◆ Task prompt ◆
Only the lines below from the one containing "that have one." to the one containing "pub fn play_position_samples(&self)" should be repeated, both included and unchanged.

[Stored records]
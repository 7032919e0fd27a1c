// Copyright (C) 2026 Michael Wilson <mike@mdwn.dev>
//
// This program is free software: you can redistribute it and/or modify it under
// the terms of the GNU General Public License as published by the Free Software
// Foundation, version 3.
//
// This program is distributed in the hope that it will be useful, but WITHOUT
// ANY WARRANTY; without even the implied warranty of MERCHANTABILITY or FITNESS
// FOR A PARTICULAR PURPOSE. See the GNU General Public License for more details.
//
// You should have received a copy of the GNU General Public License along with
// this program. If not, see <https://www.gnu.org/licenses/>.
//

//! Sound sources.
//!
//! A [`SoundSource`] is the game-thread handle to one playing sound. It is
//! created through [`Mixer::create_source`](crate::mixer::Mixer::create_source),
//! which registers it with the mixer, and deregisters itself on drop. The
//! playback state itself lives behind a mutex shared with the mix pass.

use std::sync::Arc;

use parking_lot::Mutex;
use serde::{Deserialize, Serialize};
use tracing::warn;

use crate::clip::Clip;
use crate::decoder::Decoder;
use crate::format::OutputFormat;
use crate::mixer::Mixer;
use crate::stream::SoundStream;

use self::mix::{Boundary, MixCursor, OneShot, Pcm, Step, Wrap, S16, S8};
use self::volume::SpeakerVolumes;

mod mix;
mod volume;

/// Highest playback frequency a source accepts, in Hz.
const MAX_FREQUENCY: f32 = 256_000.0;

/// Game-thread handle to one sound source.
pub struct SoundSource {
    /// Unique ID of this source.
    id: u64,
    /// Playback state shared with the mix pass.
    core: Arc<Mutex<SourceCore>>,
    /// The owning mixer, for deregistration and master gain lookups.
    mixer: Mixer,
}

impl SoundSource {
    pub(crate) fn new(id: u64, core: Arc<Mutex<SourceCore>>, mixer: Mixer) -> SoundSource {
        SoundSource { id, core, mixer }
    }

    /// Returns the unique ID of this source. Finished events carry it.
    pub fn id(&self) -> u64 {
        self.id
    }

    /// Starts playing a clip from its beginning. Compressed clips play
    /// through a freshly opened decoder. Returns false when the clip has no
    /// data or its decoder cannot be opened.
    pub fn play(&self, clip: Arc<Clip>) -> bool {
        self.core.lock().play_clip(clip)
    }

    /// Starts playing a clip with the given frequency, gain and panning.
    pub fn play_at(&self, clip: Arc<Clip>, frequency: f32, gain: f32, panning: f32) -> bool {
        let mut core = self.core.lock();
        core.gain = gain.max(0.0);
        core.panning = panning.clamp(-1.0, 1.0);
        let started = core.play_clip(clip);
        core.frequency = frequency.clamp(0.0, MAX_FREQUENCY);
        started
    }

    /// Starts streaming from a decoder. The stream ends when the decoder
    /// runs dry.
    pub fn play_stream(&self, decoder: Box<dyn Decoder>) {
        self.core.lock().start_stream(SoundStream::new(decoder));
    }

    /// Stops playback. Idempotent. A playback that was still pending a
    /// finished event raises it on the next update pass.
    pub fn stop(&self) {
        self.core.lock().finish();
    }

    /// Seeks to a time position in seconds. For clips the position is
    /// clamped to the clip length and aligned down to a frame boundary; for
    /// streams the decoder decides whether seeking is supported.
    pub fn seek(&self, time: f32) -> bool {
        let mut core = self.core.lock();
        let Some(frequency) = core.native_frequency() else {
            return false;
        };
        let frame = (time.max(0.0) * frequency as f32) as u64;
        core.seek_frames(frame)
    }

    /// Sets the scalar gain. Unbounded above 1, never negative.
    pub fn set_gain(&self, gain: f32) {
        self.core.lock().gain = gain.max(0.0);
    }

    /// Sets the attenuation in `[0, 1]`.
    pub fn set_attenuation(&self, attenuation: f32) {
        self.core.lock().attenuation = attenuation.clamp(0.0, 1.0);
    }

    /// Sets the left/right panning in `[-1, 1]`.
    pub fn set_panning(&self, panning: f32) {
        self.core.lock().panning = panning.clamp(-1.0, 1.0);
    }

    /// Sets the front/rear reach in `[-1, 1]` used by surround layouts.
    pub fn set_reach(&self, reach: f32) {
        self.core.lock().reach = reach.clamp(-1.0, 1.0);
    }

    /// Sets the playback frequency in Hz.
    pub fn set_frequency(&self, frequency: f32) {
        self.core.lock().frequency = frequency.clamp(0.0, MAX_FREQUENCY);
    }

    /// Routes this source to the subwoofer channel on layouts that have one.
    pub fn set_low_frequency(&self, low_frequency: bool) {
        self.core.lock().low_frequency = low_frequency;
    }

    /// Exempts this source from the mixer's time scale.
    pub fn set_ignore_time_scale(&self, ignore: bool) {
        self.core.lock().ignore_time_scale = ignore;
    }

    /// Deregisters this source from the mixer when playback finishes.
    pub fn set_auto_remove(&self, auto_remove: bool) {
        self.core.lock().auto_remove = auto_remove;
    }

    /// Assigns the sound type tag used for master gain grouping and pausing,
    /// and refreshes the cached master gain for the new type.
    pub fn set_sound_type(&self, sound_type: &str) {
        self.mixer.assign_sound_type(&self.core, sound_type);
    }

    pub fn gain(&self) -> f32 {
        self.core.lock().gain
    }

    pub fn attenuation(&self) -> f32 {
        self.core.lock().attenuation
    }

    pub fn panning(&self) -> f32 {
        self.core.lock().panning
    }

    pub fn reach(&self) -> f32 {
        self.core.lock().reach
    }

    pub fn frequency(&self) -> f32 {
        self.core.lock().frequency
    }

    pub fn sound_type(&self) -> String {
        self.core.lock().sound_type.clone()
    }

    pub fn is_playing(&self) -> bool {
        self.core.lock().is_playing()
    }

    /// Current play position in source frames.
    pub fn play_position_samples(&self) -> u64 {
        self.core.lock().position_frames()
    }

    /// Length of the current clip in frames. Zero for streams and compressed
    /// payloads, whose length is not known ahead of decoding.
    pub fn length_samples(&self) -> u64 {
        let core = self.core.lock();
        core.clip.as_ref().map_or(0, |clip| clip.frames() as u64)
    }

    /// Current play position in seconds.
    pub fn time_position(&self) -> f32 {
        self.core.lock().time_position
    }

    /// Snapshots the persistable parameters of this source.
    pub fn state(&self) -> SourceState {
        let core = self.core.lock();
        SourceState {
            sound_type: core.sound_type.clone(),
            gain: core.gain,
            attenuation: core.attenuation,
            panning: core.panning,
            reach: core.reach,
            frequency: core.frequency,
            low_frequency: core.low_frequency,
            position_samples: core.position_frames(),
            playing: core.is_playing(),
            auto_remove: core.auto_remove,
        }
    }

    /// Restores a snapshot taken with [`state`](Self::state). Parameters are
    /// re-clamped on the way in. When the snapshot was playing and this
    /// source currently is, playback resumes from the snapshot position;
    /// restoring a stopped snapshot stops playback.
    pub fn restore(&self, state: &SourceState) {
        self.mixer.assign_sound_type(&self.core, &state.sound_type);
        let mut core = self.core.lock();
        core.gain = state.gain.max(0.0);
        core.attenuation = state.attenuation.clamp(0.0, 1.0);
        core.panning = state.panning.clamp(-1.0, 1.0);
        core.reach = state.reach.clamp(-1.0, 1.0);
        core.frequency = state.frequency.clamp(0.0, MAX_FREQUENCY);
        core.low_frequency = state.low_frequency;
        core.auto_remove = state.auto_remove;
        if state.playing {
            core.seek_frames(state.position_samples);
        } else {
            core.finish();
        }
    }
}

impl Drop for SoundSource {
    fn drop(&mut self) {
        self.mixer.unregister(self.id);
    }
}

impl std::fmt::Debug for SoundSource {
    fn fmt(&self, f: &mut std::fmt::Formatter<'_>) -> std::fmt::Result {
        let core = self.core.lock();
        f.debug_struct("SoundSource")
            .field("id", &self.id)
            .field("sound_type", &core.sound_type)
            .field("playing", &core.is_playing())
            .field("streaming", &core.stream.is_some())
            .finish()
    }
}

/// Persistable source parameters.
#[derive(Clone, Debug, PartialEq, Serialize, Deserialize)]
pub struct SourceState {
    pub sound_type: String,
    pub gain: f32,
    pub attenuation: f32,
    pub panning: f32,
    pub reach: f32,
    pub frequency: f32,
    pub low_frequency: bool,
    pub position_samples: u64,
    pub playing: bool,
    pub auto_remove: bool,
}

/// Playback state of one source, shared between the handle and the mixer.
pub(crate) struct SourceCore {
    /// Unique ID, matching the owning handle.
    pub(crate) id: u64,
    /// The clip being played, if any. Mutually exclusive with `stream`.
    clip: Option<Arc<Clip>>,
    /// The stream being played, if any.
    stream: Option<SoundStream>,
    /// Byte offset of the cursor into the clip data or ring buffer. `None`
    /// exactly when the source is not playing.
    offset: Option<usize>,
    /// Fractional cursor position in `[0, 65535]`.
    fract: u32,
    /// Play position in seconds.
    time_position: f32,
    gain: f32,
    attenuation: f32,
    panning: f32,
    reach: f32,
    /// Playback frequency in Hz.
    frequency: f32,
    /// Cached master gain for this source's sound type, refreshed by the
    /// mixer whenever the gain table or the type changes.
    pub(crate) master_gain: f32,
    /// Sound type tag for master gain grouping and pausing.
    pub(crate) sound_type: String,
    low_frequency: bool,
    ignore_time_scale: bool,
    /// Deregister from the mixer once finished.
    pub(crate) auto_remove: bool,
    /// A finished event is owed for the current playback.
    finish_pending: bool,
}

◆ Response ◆
    /// Routes this source to the subwoofer channel on layouts that have one.
    pub fn set_low_frequency(&self, low_frequency: bool) {
        self.core.lock().low_frequency = low_frequency;
    }

    /// Exempts this source from the mixer's time scale.
    pub fn set_ignore_time_scale(&self, ignore: bool) {
        self.core.lock().ignore_time_scale = ignore;
    }

    /// Deregisters this source from the mixer when playback finishes.
    pub fn set_auto_remove(&self, auto_remove: bool) {
        self.core.lock().auto_remove = auto_remove;
    }

    /// Assigns the sound type tag used for master gain grouping and pausing,
    /// and refreshes the cached master gain for the new type.
    pub fn set_sound_type(&self, sound_type: &str) {
        self.mixer.assign_sound_type(&self.core, sound_type);
    }

    pub fn gain(&self) -> f32 {
        self.core.lock().gain
    }

    pub fn attenuation(&self) -> f32 {
        self.core.lock().attenuation
    }

    pub fn panning(&self) -> f32 {
        self.core.lock().panning
    }

    pub fn reach(&self) -> f32 {
        self.core.lock().reach
    }

    pub fn frequency(&self) -> f32 {
        self.core.lock().frequency
    }

    pub fn sound_type(&self) -> String {
        self.core.lock().sound_type.clone()
    }

    pub fn is_playing(&self) -> bool {
        self.core.lock().is_playing()
    }

    /// Current play position in source frames.
    pub fn play_position_samples(&self) -> u64 {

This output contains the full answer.